2.5. Branch Detection

In object detection algorithms, multi-branch detection serves as a core mechanism for achieving efficient and precise localization. By leveraging multi-scale feature maps, this approach ensures simultaneous detection of objects across varying sizes, improving detection accuracy and computational efficiency, enabling real-time processing while meeting the demands of resource-constrained applications. Ref. [39] introduced a YOLOv8-based framework with a dual-branch architecture, leveraging infrared and visible light image complementarity for object detection. A bidirectional pyramid feature fusion (Bi-Fusion) structure is proposed to integrate multi-modal features, mitigate feature redundancy-induced errors, and enhance fine-grained feature extraction for small-object detection tasks. Ref. [40] proposed MBFormer-YOLO, a YOLO-based framework integrating a multi-branch backbone and adaptive spatial feature fusion detection head to achieve high-precision detection of small infrared targets. The method designed the MetaFormer-based multi-branch structure MBFormer, leveraging multi-branch architectures to compensate for shape-related feature deficiencies and enhance local saliency. Ref. [41] proposed a dual-branch infrared long-range object detection model. The framework integrates a contour feature extraction branch and a multi-level weighted feature fusion method to enhance the network’s capability in identifying distant targets, combining contour features with original features to strengthen target representation.

3. Methodology

This section systematically introduces the proposed YOLO-ELR model. Section 3.1 outlines the overall framework, followed by detailed descriptions of its core modules in Section 3.2, Section 3.3 and Section 3.4, such as the EMBSLaw backbone network, the RGCEL_EMSC convolutional module, and the LSCSBD spatial multi-branch detector.

3.1. Yolo-Elr Overall Network

This study adopts YOLOv11 as the baseline model—a widely used marine object detector balancing accuracy–speed tradeoffs—while introducing three novel components. These innovations collectively form the YOLO-ELR framework, whose comprehensive architecture is depicted in Figure 1.

The proposed EMBSLaw backbone integrates Lawds adaptive downsampling for feature map compression while maintaining critical information, coupled with Efficient Upsampling Convolution Block (EUCB) upsampling that employs efficient convolution operations to minimize computational costs. RGCEL_EMSC modules enable enhanced multi-scale feature fusion, complemented by LSCSBD multi-branch detection heads that optimize target identification and spatial localization through parallel processing pathways.
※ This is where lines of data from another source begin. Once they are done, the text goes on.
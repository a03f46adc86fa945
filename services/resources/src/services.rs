use chrono::Utc;
use sqlx::PgPool;
use uuid::Uuid;

use foundermentor_auth::JwtService;
use foundermentor_common::{uploads, AppError, RedisService, ResourceType, UserRole};
use foundermentor_database::Resource;

use crate::config::AppConfig;
use crate::handlers::ResourceQuery;
use crate::models::*;

#[derive(Clone)]
pub struct AppState {
    pub db_pool: PgPool,
    pub redis_service: RedisService,
    pub jwt_service: JwtService,
    pub config: AppConfig,
}

pub struct ResourceService {
    db_pool: PgPool,
    config: AppConfig,
}

impl ResourceService {
    pub fn new(state: &AppState) -> Self {
        Self {
            db_pool: state.db_pool.clone(),
            config: state.config.clone(),
        }
    }

    pub async fn create_resource(
        &self,
        owner_id: Uuid,
        request: CreateResourceRequest,
    ) -> Result<ResourceResponse, AppError> {
        let resource_type = ResourceType::parse(&request.resource_type).ok_or_else(|| {
            AppError::Validation(format!("Unknown resource type: {}", request.resource_type))
        })?;

        if matches!(resource_type, ResourceType::File) {
            return Err(AppError::Validation(
                "File resources must be created through the upload endpoint".to_string(),
            ));
        }

        if matches!(resource_type, ResourceType::Link | ResourceType::Video)
            && request.file_url.is_none()
        {
            return Err(AppError::Validation(
                "Link and video resources require a URL".to_string(),
            ));
        }

        let row = sqlx::query_as::<_, Resource>(
            r#"
            INSERT INTO resources (
                created_by, title, resource_type, content, file_url,
                category, tags, is_draft
            )
            VALUES ($1, $2, $3, $4, $5, $6, $7, $8)
            RETURNING *
            "#,
        )
        .bind(owner_id)
        .bind(&request.title)
        .bind(resource_type.as_str())
        .bind(&request.content)
        .bind(&request.file_url)
        .bind(&request.category)
        .bind(&request.tags)
        .bind(request.is_draft)
        .fetch_one(&self.db_pool)
        .await
        .map_err(AppError::Database)?;

        self.resource_response(row)
    }

    pub async fn create_file_resource(
        &self,
        owner_id: Uuid,
        metadata: UploadMetadata,
        filename: &str,
        content_type: &str,
        bytes: &[u8],
    ) -> Result<ResourceResponse, AppError> {
        let extension =
            uploads::validate_upload(filename, content_type, bytes.len() as u64, &self.config.upload)?;

        let title = metadata
            .title
            .filter(|t| !t.trim().is_empty())
            .unwrap_or_else(|| filename.to_string());

        let stored = uploads::stored_filename(
            "resource",
            owner_id,
            Utc::now().timestamp_millis(),
            &extension,
        );
        let path = format!("{}/{}", self.config.upload.upload_dir, stored);

        tokio::fs::create_dir_all(&self.config.upload.upload_dir)
            .await
            .map_err(|e| AppError::Internal(format!("Failed to prepare upload dir: {}", e)))?;
        tokio::fs::write(&path, bytes)
            .await
            .map_err(|e| AppError::Internal(format!("Failed to store upload: {}", e)))?;

        let row = sqlx::query_as::<_, Resource>(
            r#"
            INSERT INTO resources (
                created_by, title, resource_type, file_url, category, tags, is_draft
            )
            VALUES ($1, $2, $3, $4, $5, $6, $7)
            RETURNING *
            "#,
        )
        .bind(owner_id)
        .bind(&title)
        .bind(ResourceType::File.as_str())
        .bind(&path)
        .bind(&metadata.category)
        .bind(&metadata.tags)
        .bind(metadata.is_draft)
        .fetch_one(&self.db_pool)
        .await
        .map_err(AppError::Database)?;

        self.resource_response(row)
    }

    pub async fn get_resource(
        &self,
        resource_id: Uuid,
        caller_id: Uuid,
    ) -> Result<ResourceResponse, AppError> {
        let row = self.fetch_resource(resource_id).await?;

        if row.created_by != caller_id {
            let shared: Option<(Uuid,)> = sqlx::query_as(
                "SELECT resource_id FROM resource_shares WHERE resource_id = $1 AND user_id = $2",
            )
            .bind(resource_id)
            .bind(caller_id)
            .fetch_optional(&self.db_pool)
            .await
            .map_err(AppError::Database)?;

            if shared.is_none() || row.is_draft {
                return Err(AppError::Authorization(
                    "Resource is not shared with you".to_string(),
                ));
            }
        }

        self.resource_response(row)
    }

    pub async fn list_owned(
        &self,
        owner_id: Uuid,
        query: &ResourceQuery,
    ) -> Result<Vec<ResourceResponse>, AppError> {
        let rows = sqlx::query_as::<_, Resource>(
            r#"
            SELECT * FROM resources
            WHERE created_by = $1
              AND ($2::text IS NULL OR resource_type = $2)
              AND ($3::text IS NULL OR category = $3)
              AND ($4::text IS NULL OR $4 = ANY(tags))
              AND ($5::bool OR is_draft = FALSE)
            ORDER BY created_at DESC
            "#,
        )
        .bind(owner_id)
        .bind(&query.resource_type)
        .bind(&query.category)
        .bind(&query.tag)
        .bind(query.include_drafts.unwrap_or(true))
        .fetch_all(&self.db_pool)
        .await
        .map_err(AppError::Database)?;

        rows.into_iter().map(|r| self.resource_response(r)).collect()
    }

    pub async fn list_shared(
        &self,
        mentee_id: Uuid,
        query: &ResourceQuery,
    ) -> Result<Vec<ResourceResponse>, AppError> {
        let rows = sqlx::query_as::<_, Resource>(
            r#"
            SELECT r.* FROM resources r
            INNER JOIN resource_shares s ON s.resource_id = r.resource_id
            WHERE s.user_id = $1
              AND r.is_draft = FALSE
              AND ($2::text IS NULL OR r.resource_type = $2)
              AND ($3::text IS NULL OR r.category = $3)
              AND ($4::text IS NULL OR $4 = ANY(r.tags))
            ORDER BY s.shared_at DESC
            "#,
        )
        .bind(mentee_id)
        .bind(&query.resource_type)
        .bind(&query.category)
        .bind(&query.tag)
        .fetch_all(&self.db_pool)
        .await
        .map_err(AppError::Database)?;

        rows.into_iter().map(|r| self.resource_response(r)).collect()
    }

    pub async fn update_resource(
        &self,
        resource_id: Uuid,
        owner_id: Uuid,
        request: UpdateResourceRequest,
    ) -> Result<ResourceResponse, AppError> {
        let existing = self.fetch_resource(resource_id).await?;
        if existing.created_by != owner_id {
            return Err(AppError::Authorization(
                "Only the owner may update a resource".to_string(),
            ));
        }

        let row = sqlx::query_as::<_, Resource>(
            r#"
            UPDATE resources
            SET title = COALESCE($2, title),
                content = COALESCE($3, content),
                category = COALESCE($4, category),
                tags = COALESCE($5, tags),
                is_draft = COALESCE($6, is_draft),
                is_featured = COALESCE($7, is_featured),
                updated_at = NOW()
            WHERE resource_id = $1
            RETURNING *
            "#,
        )
        .bind(resource_id)
        .bind(&request.title)
        .bind(&request.content)
        .bind(&request.category)
        .bind(&request.tags)
        .bind(request.is_draft)
        .bind(request.is_featured)
        .fetch_one(&self.db_pool)
        .await
        .map_err(AppError::Database)?;

        self.resource_response(row)
    }

    pub async fn delete_resource(&self, resource_id: Uuid, owner_id: Uuid) -> Result<(), AppError> {
        let existing = self.fetch_resource(resource_id).await?;
        if existing.created_by != owner_id {
            return Err(AppError::Authorization(
                "Only the owner may delete a resource".to_string(),
            ));
        }

        let mut tx = self.db_pool.begin().await.map_err(AppError::Database)?;

        sqlx::query("DELETE FROM session_resources WHERE resource_id = $1")
            .bind(resource_id)
            .execute(&mut *tx)
            .await
            .map_err(AppError::Database)?;
        sqlx::query("DELETE FROM resource_shares WHERE resource_id = $1")
            .bind(resource_id)
            .execute(&mut *tx)
            .await
            .map_err(AppError::Database)?;
        sqlx::query("DELETE FROM resources WHERE resource_id = $1")
            .bind(resource_id)
            .execute(&mut *tx)
            .await
            .map_err(AppError::Database)?;

        tx.commit().await.map_err(AppError::Database)?;

        // Stored files are cleaned up best-effort after the commit.
        if existing.resource_type == ResourceType::File.as_str() {
            if let Some(path) = &existing.file_url {
                if path.starts_with(&self.config.upload.upload_dir) {
                    if let Err(e) = tokio::fs::remove_file(path).await {
                        tracing::warn!("Failed to remove stored file {}: {}", path, e);
                    }
                }
            }
        }

        Ok(())
    }

    pub async fn share_resource(
        &self,
        resource_id: Uuid,
        owner_id: Uuid,
        mentee_ids: Vec<Uuid>,
    ) -> Result<ShareResourceResponse, AppError> {
        if mentee_ids.is_empty() {
            return Err(AppError::Validation(
                "At least one mentee is required".to_string(),
            ));
        }

        let existing = self.fetch_resource(resource_id).await?;
        if existing.created_by != owner_id {
            return Err(AppError::Authorization(
                "Only the owner may share a resource".to_string(),
            ));
        }

        let (mentee_count,): (i64,) = sqlx::query_as(
            "SELECT COUNT(*) FROM users WHERE user_id = ANY($1) AND $2 = ANY(roles)",
        )
        .bind(&mentee_ids)
        .bind(UserRole::Mentee.as_str())
        .fetch_one(&self.db_pool)
        .await
        .map_err(AppError::Database)?;

        if mentee_count != mentee_ids.len() as i64 {
            return Err(AppError::Validation(
                "All recipients must be registered mentees".to_string(),
            ));
        }

        // Re-sharing with an already shared mentee is a no-op.
        sqlx::query(
            r#"
            INSERT INTO resource_shares (resource_id, user_id)
            SELECT $1, UNNEST($2::uuid[])
            ON CONFLICT DO NOTHING
            "#,
        )
        .bind(resource_id)
        .bind(&mentee_ids)
        .execute(&self.db_pool)
        .await
        .map_err(AppError::Database)?;

        let shared_with: Vec<(Uuid,)> = sqlx::query_as(
            "SELECT user_id FROM resource_shares WHERE resource_id = $1 ORDER BY shared_at",
        )
        .bind(resource_id)
        .fetch_all(&self.db_pool)
        .await
        .map_err(AppError::Database)?;

        Ok(ShareResourceResponse {
            resource_id,
            shared_with: shared_with.into_iter().map(|(id,)| id).collect(),
        })
    }

    async fn fetch_resource(&self, resource_id: Uuid) -> Result<Resource, AppError> {
        sqlx::query_as::<_, Resource>("SELECT * FROM resources WHERE resource_id = $1")
            .bind(resource_id)
            .fetch_optional(&self.db_pool)
            .await
            .map_err(AppError::Database)?
            .ok_or_else(|| AppError::NotFound("Resource not found".to_string()))
    }

    fn resource_response(&self, row: Resource) -> Result<ResourceResponse, AppError> {
        let resource_type = ResourceType::parse(&row.resource_type).ok_or_else(|| {
            AppError::Internal(format!("Invalid resource type in storage: {}", row.resource_type))
        })?;
        Ok(ResourceResponse::from_row(row, resource_type))
    }
}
The structure of the YOLO-ELR network is hierarchically divided into three sequential functional stages, namely Backbone for feature extraction, neck for feature fusion, and head for detection prediction: the Backbone stage, spanning from the left-top to the left-bottom of the network structure diagram, adopts the EMBSLaw backbone, which integrates the Lawds adaptive weight downsampling module, EUCB efficient upsampling unit, C3K2 basic building blocks, C2PSA attention module, and SPPF spatial pyramid pooling layer to implement multi-scale feature extraction and adaptive downsampling, thereby retaining critical target information while reducing computational complexity; the middle neck stage employs multiple RGCEL_EMSC modules to enhance multi-scale feature fusion and representation learning, where convolutional projection, feature concatenation, and fusion nodes are sequentially arranged to aggregate low-level detail features and high-level semantic features; the right head stage deploys the LSCSBD lightweight spatial multi-branch detector with parallel detection branches, and multiple Detect_LSCSBD prediction heads simultaneously perform category classification and bounding box regression, enabling accurate positioning and recognition of multi-scale marine objects.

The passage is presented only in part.